## TO DO
Reproduce the following entries exactly, leaving nothing out.

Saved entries
• • • •

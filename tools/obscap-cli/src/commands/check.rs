//! Check permission and system capabilities.

use obscap_capture_engine::EngineKind;
use obscap_common::config::AppConfig;
use obscap_platform_core::{DisplayServer, PermissionStatus};
use obscap_platform_linux::capabilities::{
    all_required_available, check_capabilities, print_capability_report,
};
use obscap_platform_linux::detect_display_server;

use super::open_session;

pub fn run(engine: EngineKind, config: &AppConfig, request: bool) -> anyhow::Result<()> {
    println!("obscap System Check");
    println!("{}", "=".repeat(50));

    let session = open_session(engine, config);
    println!("[OK] Engine version: {}", session.query_version());

    let mut permission = session.check_capture_permission();
    if request && permission == PermissionStatus::NotDetermined {
        permission = session.request_capture_permission();
    }
    match permission {
        PermissionStatus::Granted => println!("[OK] Screen recording permission: granted"),
        PermissionStatus::NotApplicable => {
            println!("[OK] Screen recording permission: not applicable on this platform")
        }
        other => println!("[WARN] Screen recording permission: {other}"),
    }

    if cfg!(target_os = "linux") {
        match detect_display_server() {
            DisplayServer::Wayland => println!("[OK] Display server: Wayland"),
            DisplayServer::X11 => println!("[OK] Display server: X11"),
            _ => println!("[WARN] Display server: Unknown"),
        }

        let capabilities = check_capabilities();
        println!();
        print_capability_report(&capabilities);
        println!();
        if all_required_available(&capabilities) {
            println!("All required capabilities are available.");
        } else {
            println!("Some required capabilities are missing. See above for fixes.");
        }
    }

    println!();
    match session.initialize() {
        Ok(handle) => {
            println!("[OK] Engine initialized ({handle})");
            match session.list_displays() {
                Ok(displays) => {
                    println!("[OK] Displays detected: {}", displays.len());
                    for d in &displays {
                        println!(
                            "     [{}] {} {} {}",
                            d.id,
                            d.label,
                            d.bounds(),
                            if d.primary { "(primary)" } else { "" }
                        );
                    }
                }
                Err(e) => println!("[FAIL] Display enumeration: {e}"),
            }
        }
        Err(e) => println!("[FAIL] Engine initialization: {e}"),
    }

    session.shutdown()?;
    Ok(())
}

• • • •

## THE COMPLETED TASK
filename tools/obscap-cli/src/commands/check.rs
//! Check permission and system capabilities.

use obscap_capture_engine::EngineKind;
use obscap_common::config::AppConfig;
use obscap_platform_core::{DisplayServer, PermissionStatus};
use obscap_platform_linux::capabilities::{
    all_required_available, check_capabilities, print_capability_report,
};
use obscap_platform_linux::detect_display_server;

use super::open_session;

pub fn run(engine: EngineKind, config: &AppConfig, request: bool) -> anyhow::Result<()> {
    println!("obscap System Check");
    println!("{}", "=".repeat(50));

    let session = open_session(engine, config);
    println!("[OK] Engine version: {}", session.query_version());

    let mut permission = session.check_capture_permission();
    if request && permission == PermissionStatus::NotDetermined {
        permission = session.request_capture_permission();
    }
    match permission {
        PermissionStatus::Granted => println!("[OK] Screen recording permission: granted"),
        PermissionStatus::NotApplicable => {
            println!("[OK] Screen recording permission: not applicable on this platform")
        }
        other => println!("[WARN] Screen recording permission: {other}"),
    }

    if cfg!(target_os = "linux") {
        match detect_display_server() {
            DisplayServer::Wayland => println!("[OK] Display server: Wayland"),
            DisplayServer::X11 => println!("[OK] Display server: X11"),
            _ => println!("[WARN] Display server: Unknown"),
        }

        let capabilities = check_capabilities();
        println!();
        print_capability_report(&capabilities);
        println!();
        if all_required_available(&capabilities) {
            println!("All required capabilities are available.");
        } else {
            println!("Some required capabilities are missing. See above for fixes.");
        }
    }

    println!();
    match session.initialize() {
        Ok(handle) => {
            println!("[OK] Engine initialized ({handle})");
            match session.list_displays() {
                Ok(displays) => {
                    println!("[OK] Displays detected: {}", displays.len());
                    for d in &displays {
                        println!(
                            "     [{}] {} {} {}",
                            d.id,
                            d.label,
                            d.bounds(),
                            if d.primary { "(primary)" } else { "" }
                        );
                    }
                }
                Err(e) => println!("[FAIL] Display enumeration: {e}"),
            }
        }
        Err(e) => println!("[FAIL] Engine initialization: {e}"),
    }

    session.shutdown()?;
    Ok(())
}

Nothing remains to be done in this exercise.